Publication date: Oct 07, 2019
Extracellular vesicles (EVs) are emerging as a potential diagnostic test for cancer. Owing to the recent advances in microfluidics, on-chip EV isolation is showing promise with respect to improved recovery rates, smaller necessary sample volumes, and shorter processing times than ultracentrifugation. Immunoaffinity-based microfluidic EV isolation using anti-CD63 is widely used; however, anti-CD63 is not specific to cancer-EVs, and some cancers secrete EVs with low expression of CD63. Alternatively, phosphatidylserine (PS), usually expressed in the inner leaflet of the lipid bilayer of the cells, is shown to be expressed on the outer surface of cancer-associated EVs. A new exosome isolation microfluidic device ( ExoChip), conjugated with a PS-specific protein, to isolate cancer-associated exosomes from plasma, is presented. The device achieves 90% capture efficiency for cancer cell exosomes compared to 38% for healthy exosomes and isolates 35% more A549-derived exosomes than an anti-CD63-conjugated device. Immobilized exosomes are then easily released using Ca chelation. The recovered exosomes from clinical samples are characterized by electron microscopy and western-blot analysis, revealing exosomal shapes and exosomal protein expressions.

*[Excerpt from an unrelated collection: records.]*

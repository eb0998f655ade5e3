//! Session connector with authentication-failure recovery
//!
//! `connect()` claims the `Connecting` state by compare-and-swap, then runs
//! attempts until one succeeds:
//! - the credential is fetched fresh from the `CredentialSource` every attempt
//! - an expired or missing credential is an authentication failure and the
//!   transport is not called
//! - authentication failures force a credential refresh and retry after the
//!   `RetryPolicy` backoff, up to `max_attempts`
//! - any other failure is surfaced immediately
//!
//! Each opened session gets an epoch and an event watcher task. A `Dropped`
//! event from the current session moves the state to `Reconnecting` and spawns
//! a fresh `connect()`; events from superseded sessions are ignored.

use std::sync::atomic::{AtomicU64, Ordering};
use std::sync::{Arc, Mutex, PoisonError, Weak};
use std::time::Duration;

use common::RetryPolicy;
use tokio::sync::mpsc;
use tokio::task::JoinHandle;
use tokio_util::sync::CancellationToken;
use tracing::{debug, error, info, warn};

use crate::classify::{FailureClass, TransportError, classify_failure};
use crate::error::{Error, Result};
use crate::state::{ConnectionState, StateCell};
use crate::transport::{CredentialSource, EventSink, Session, SessionEvent, Transport};

#[derive(Debug, Clone)]
pub struct ConnectorConfig {
    /// Bound on a single `Transport::open` call.
    pub connection_timeout: Duration,
    /// Attempts and backoff for authentication failures.
    pub retry: RetryPolicy,
}

impl Default for ConnectorConfig {
    fn default() -> Self {
        Self {
            connection_timeout: Duration::from_secs(10),
            retry: RetryPolicy::fixed(3, Duration::from_secs(10)),
        }
    }
}

struct ActiveSession {
    epoch: u64,
    session: Box<dyn Session>,
    watcher: JoinHandle<()>,
}

struct Inner {
    name: String,
    transport: Arc<dyn Transport>,
    credentials: Arc<dyn CredentialSource>,
    config: ConnectorConfig,
    state: StateCell,
    /// Held across the `Connecting -> Connected` CAS and the store, and by
    /// `disconnect()`, so a session can never be published after disconnect.
    session: tokio::sync::Mutex<Option<ActiveSession>>,
    epoch: AtomicU64,
    cancel: Mutex<CancellationToken>,
    last_error: Mutex<Option<String>>,
}

/// Outcome of a single attempt.
enum AttemptError {
    Failed(TransportError),
    Cancelled,
}

/// Holds one logical session. Cheap to clone; clones share state.
#[derive(Clone)]
pub struct SessionConnector {
    inner: Arc<Inner>,
}

impl SessionConnector {
    pub fn new(
        name: impl Into<String>,
        transport: Arc<dyn Transport>,
        credentials: Arc<dyn CredentialSource>,
        config: ConnectorConfig,
    ) -> Self {
        Self {
            inner: Arc::new(Inner {
                name: name.into(),
                transport,
                credentials,
                config,
                state: StateCell::new(ConnectionState::Disconnected),
                session: tokio::sync::Mutex::new(None),
                epoch: AtomicU64::new(0),
                cancel: Mutex::new(CancellationToken::new()),
                last_error: Mutex::new(None),
            }),
        }
    }

    pub fn name(&self) -> &str {
        &self.inner.name
    }

    pub fn state(&self) -> ConnectionState {
        self.inner.state.load()
    }

    /// Message of the most recent failed attempt or drop.
    pub fn last_error(&self) -> Option<String> {
        self.inner
            .last_error
            .lock()
            .unwrap_or_else(PoisonError::into_inner)
            .clone()
    }

    /// Connected and the transport has not closed the session.
    pub async fn is_connected(&self) -> bool {
        if self.state() != ConnectionState::Connected {
            return false;
        }
        let slot = self.inner.session.lock().await;
        slot.as_ref().is_some_and(|active| !active.session.is_closed())
    }

    /// Open the session, recovering from authentication failures.
    ///
    /// A call made while another connect is in flight, or while connected,
    /// returns `Ok(())` without doing anything.
    pub async fn connect(&self) -> Result<()> {
        let inner = &self.inner;
        let Some(from) = inner.state.begin_connect() else {
            debug!(
                connector = %inner.name,
                state = self.state().label(),
                "connect ignored, already connecting or connected"
            );
            return Ok(());
        };
        let cancel = {
            let mut token = inner.cancel.lock().unwrap_or_else(PoisonError::into_inner);
            *token = CancellationToken::new();
            token.clone()
        };
        info!(connector = %inner.name, from = from.label(), transport = inner.transport.id(), "connecting");

        let policy = inner.config.retry;
        let mut attempt = 0;
        loop {
            attempt += 1;
            if cancel.is_cancelled() {
                return Err(Error::Cancelled);
            }

            let err = match self.attempt(&cancel).await {
                Ok(()) => {
                    metrics::counter!("session_connect_attempts_total", "outcome" => "connected").increment(1);
                    info!(connector = %inner.name, attempt, "session connected");
                    return Ok(());
                }
                Err(AttemptError::Cancelled) => return Err(Error::Cancelled),
                Err(AttemptError::Failed(err)) => err,
            };

            let class = classify_failure(&err);
            metrics::counter!("session_connect_attempts_total", "outcome" => class.label()).increment(1);
            self.record_error(&err.message);

            match class {
                FailureClass::OtherFailure => {
                    error!(connector = %inner.name, attempt, error = %err, "connect failed");
                    return self.fail(Error::Transport(err.message)).await;
                }
                FailureClass::AuthFailure if !policy.allows_retry(attempt) => {
                    error!(
                        connector = %inner.name,
                        attempt,
                        error = %err,
                        "authentication still failing, giving up"
                    );
                    return self
                        .fail(Error::RetryExhausted {
                            attempts: attempt,
                            last_error: err.message,
                        })
                        .await;
                }
                FailureClass::AuthFailure => {
                    let outcome = inner.credentials.force_refresh().await;
                    let delay = policy.delay_after(attempt);
                    warn!(
                        connector = %inner.name,
                        attempt,
                        max_attempts = policy.max_attempts,
                        refresh = outcome.label(),
                        retry_in_ms = delay.as_millis() as u64,
                        error = %err,
                        "authentication failure, retrying with refreshed credential"
                    );
                    tokio::select! {
                        biased;
                        _ = cancel.cancelled() => return Err(Error::Cancelled),
                        _ = tokio::time::sleep(delay) => {}
                    }
                }
            }
        }
    }

    /// Close the session and stop any connect in progress. Idempotent.
    pub async fn disconnect(&self) {
        let inner = &self.inner;
        inner
            .cancel
            .lock()
            .unwrap_or_else(PoisonError::into_inner)
            .cancel();

        let active = {
            let mut slot = inner.session.lock().await;
            inner.state.store(ConnectionState::Disconnected);
            slot.take()
        };
        if let Some(active) = active {
            active.watcher.abort();
            active.session.close().await;
            info!(connector = %inner.name, epoch = active.epoch, "session closed");
        }
    }

    async fn attempt(&self, cancel: &CancellationToken) -> std::result::Result<(), AttemptError> {
        let inner = &self.inner;
        let credential = match inner.credentials.current() {
            Some(credential) if !credential.is_expired() => credential,
            Some(credential) => {
                return Err(AttemptError::Failed(TransportError::auth(format!(
                    "credential for {} has expired",
                    credential.subject()
                ))));
            }
            None => {
                return Err(AttemptError::Failed(TransportError::auth(
                    "no credential available",
                )));
            }
        };

        let epoch = inner.epoch.fetch_add(1, Ordering::AcqRel) + 1;
        let (sink, events) = EventSink::channel();
        let timeout = inner.config.connection_timeout;
        let opened = tokio::select! {
            biased;
            _ = cancel.cancelled() => return Err(AttemptError::Cancelled),
            opened = tokio::time::timeout(timeout, inner.transport.open(credential, sink)) => opened,
        };
        let session = match opened {
            Ok(Ok(session)) => session,
            Ok(Err(err)) => return Err(AttemptError::Failed(err)),
            Err(_) => {
                return Err(AttemptError::Failed(TransportError::other(format!(
                    "connect timed out after {}ms",
                    timeout.as_millis()
                ))));
            }
        };

        let mut slot = inner.session.lock().await;
        if !inner
            .state
            .transition(ConnectionState::Connecting, ConnectionState::Connected)
        {
            drop(slot);
            debug!(connector = %inner.name, epoch, "disconnected while opening, closing new session");
            session.close().await;
            return Err(AttemptError::Cancelled);
        }
        let watcher = tokio::spawn(watch_events(Arc::downgrade(inner), epoch, events));
        let previous = slot.replace(ActiveSession {
            epoch,
            session,
            watcher,
        });
        drop(slot);

        self.clear_error();
        if let Some(previous) = previous {
            previous.watcher.abort();
            previous.session.close().await;
            debug!(connector = %inner.name, epoch = previous.epoch, "superseded session closed");
        }
        Ok(())
    }

    /// Move `Connecting -> Failed` and release the session a drop left behind.
    async fn fail(&self, err: Error) -> Result<()> {
        let inner = &self.inner;
        let mut slot = inner.session.lock().await;
        if !inner
            .state
            .transition(ConnectionState::Connecting, ConnectionState::Failed)
        {
            return Err(Error::Cancelled);
        }
        let stale = slot.take();
        drop(slot);

        if let Some(stale) = stale {
            stale.watcher.abort();
            stale.session.close().await;
            debug!(connector = %inner.name, epoch = stale.epoch, "dropped session released");
        }
        Err(err)
    }

    fn record_error(&self, message: &str) {
        *self
            .inner
            .last_error
            .lock()
            .unwrap_or_else(PoisonError::into_inner) = Some(message.to_string());
    }

    fn clear_error(&self) {
        *self
            .inner
            .last_error
            .lock()
            .unwrap_or_else(PoisonError::into_inner) = None;
    }

    fn handle_event(&self, epoch: u64, event: SessionEvent) {
        let inner = &self.inner;
        if inner.epoch.load(Ordering::Acquire) != epoch {
            debug!(connector = %inner.name, epoch, ?event, "ignoring event from superseded session");
            return;
        }

        match event {
            SessionEvent::Reconnecting => {
                if inner
                    .state
                    .transition(ConnectionState::Connected, ConnectionState::Reconnecting)
                {
                    info!(connector = %inner.name, "transport reconnecting");
                }
            }
            SessionEvent::Reconnected => {
                if inner
                    .state
                    .transition(ConnectionState::Reconnecting, ConnectionState::Connected)
                {
                    info!(connector = %inner.name, "transport reconnected");
                }
            }
            SessionEvent::Dropped(reason) => {
                let claimed = inner.state.transition_any(
                    &[ConnectionState::Connected, ConnectionState::Reconnecting],
                    ConnectionState::Reconnecting,
                );
                if claimed.is_none() {
                    debug!(connector = %inner.name, reason = %reason, "drop ignored, not connected");
                    return;
                }
                metrics::counter!("session_drops_total").increment(1);
                warn!(connector = %inner.name, reason = %reason, "session dropped, reconnecting");
                self.record_error(&reason);

                let connector = self.clone();
                tokio::spawn(async move {
                    if let Err(e) = connector.connect().await {
                        error!(connector = %connector.inner.name, error = %e, "reconnect failed");
                    }
                });
            }
        }
    }
}

/// Forward one session's events to its connector until the session ends.
async fn watch_events(
    inner: Weak<Inner>,
    epoch: u64,
    mut events: mpsc::UnboundedReceiver<SessionEvent>,
) {
    while let Some(event) = events.recv().await {
        let Some(inner) = inner.upgrade() else {
            break;
        };
        SessionConnector { inner }.handle_event(epoch, event);
    }
}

The ExoChip facilitates the isolation of a specific subset of exosomes, allowing the exploration of the undiscovered roles of exosomes in cancer progression and metastasis.
Kang, Y.T., Purcell, E., Palacios-Rolston, C., Lo, T.W., Ramnath, N., Jolly, S., and Nagrath, S. Isolation and Profiling of Circulating Tumor-Associated Exosomes Using Extracellular Vesicular Lipid-Protein Binding Affinity Based Microfluidic Device. 24383. 2019 Small.